* _Exercise data_:
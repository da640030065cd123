//! Path parameter extractors

use axum::{
    async_trait,
    extract::{FromRequestParts, Path},
    http::request::Parts,
};
use jobs_core::{CommentId, JobId};
use serde::Deserialize;

use crate::response::ApiError;

#[derive(Debug, Deserialize)]
struct RawJobPath {
    job_id: String,
}

#[derive(Debug, Deserialize)]
struct RawCommentPath {
    job_id: String,
    comment_id: String,
}

/// `:job_id` parsed as a positive [`JobId`]
#[derive(Debug, Clone, Copy)]
pub struct JobPath(pub JobId);

/// `:job_id` and `:comment_id`
#[derive(Debug, Clone, Copy)]
pub struct CommentPath {
    pub job_id: JobId,
    pub comment_id: CommentId,
}

fn parse_id<T: std::str::FromStr>(raw: &str, name: &str) -> Result<T, ApiError> {
    raw.parse()
        .map_err(|_| ApiError::invalid_path(format!("Invalid {name} format")))
}

#[async_trait]
impl<S> FromRequestParts<S> for JobPath
where
    S: Send + Sync,
{
    type Rejection = ApiError;

    async fn from_request_parts(parts: &mut Parts, state: &S) -> Result<Self, Self::Rejection> {
        let Path(raw) = Path::<RawJobPath>::from_request_parts(parts, state)
            .await
            .map_err(|e| ApiError::invalid_path(e.to_string()))?;
        Ok(Self(parse_id(&raw.job_id, "job_id")?))
    }
}

#[async_trait]
impl<S> FromRequestParts<S> for CommentPath
where
    S: Send + Sync,
{
    type Rejection = ApiError;

    async fn from_request_parts(parts: &mut Parts, state: &S) -> Result<Self, Self::Rejection> {
        let Path(raw) = Path::<RawCommentPath>::from_request_parts(parts, state)
            .await
            .map_err(|e| ApiError::invalid_path(e.to_string()))?;
        Ok(Self {
            job_id: parse_id(&raw.job_id, "job_id")?,
            comment_id: parse_id(&raw.comment_id, "comment_id")?,
        })
    }
}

* _Problem description_: Every line of the material is to be set down again verbatim.

* _Task result_:
repository da640030065cd123
//! Path parameter extractors

use axum::{
    async_trait,
    extract::{FromRequestParts, Path},
    http::request::Parts,
};
use jobs_core::{CommentId, JobId};
use serde::Deserialize;

use crate::response::ApiError;

#[derive(Debug, Deserialize)]
struct RawJobPath {
    job_id: String,
}

#[derive(Debug, Deserialize)]
struct RawCommentPath {
    job_id: String,
    comment_id: String,
}

/// `:job_id` parsed as a positive [`JobId`]
#[derive(Debug, Clone, Copy)]
pub struct JobPath(pub JobId);

/// `:job_id` and `:comment_id`
#[derive(Debug, Clone, Copy)]
pub struct CommentPath {
    pub job_id: JobId,
    pub comment_id: CommentId,
}

fn parse_id<T: std::str::FromStr>(raw: &str, name: &str) -> Result<T, ApiError> {
    raw.parse()
        .map_err(|_| ApiError::invalid_path(format!("Invalid {name} format")))
}

#[async_trait]
impl<S> FromRequestParts<S> for JobPath
where
    S: Send + Sync,
{
    type Rejection = ApiError;

    async fn from_request_parts(parts: &mut Parts, state: &S) -> Result<Self, Self::Rejection> {
        let Path(raw) = Path::<RawJobPath>::from_request_parts(parts, state)
            .await
            .map_err(|e| ApiError::invalid_path(e.to_string()))?;
        Ok(Self(parse_id(&raw.job_id, "job_id")?))
    }
}

#[async_trait]
impl<S> FromRequestParts<S> for CommentPath
where
    S: Send + Sync,
{
    type Rejection = ApiError;

    async fn from_request_parts(parts: &mut Parts, state: &S) -> Result<Self, Self::Rejection> {
        let Path(raw) = Path::<RawCommentPath>::from_request_parts(parts, state)
            .await
            .map_err(|e| ApiError::invalid_path(e.to_string()))?;
        Ok(Self {
            job_id: parse_id(&raw.job_id, "job_id")?,
            comment_id: parse_id(&raw.comment_id, "comment_id")?,
        })
    }
}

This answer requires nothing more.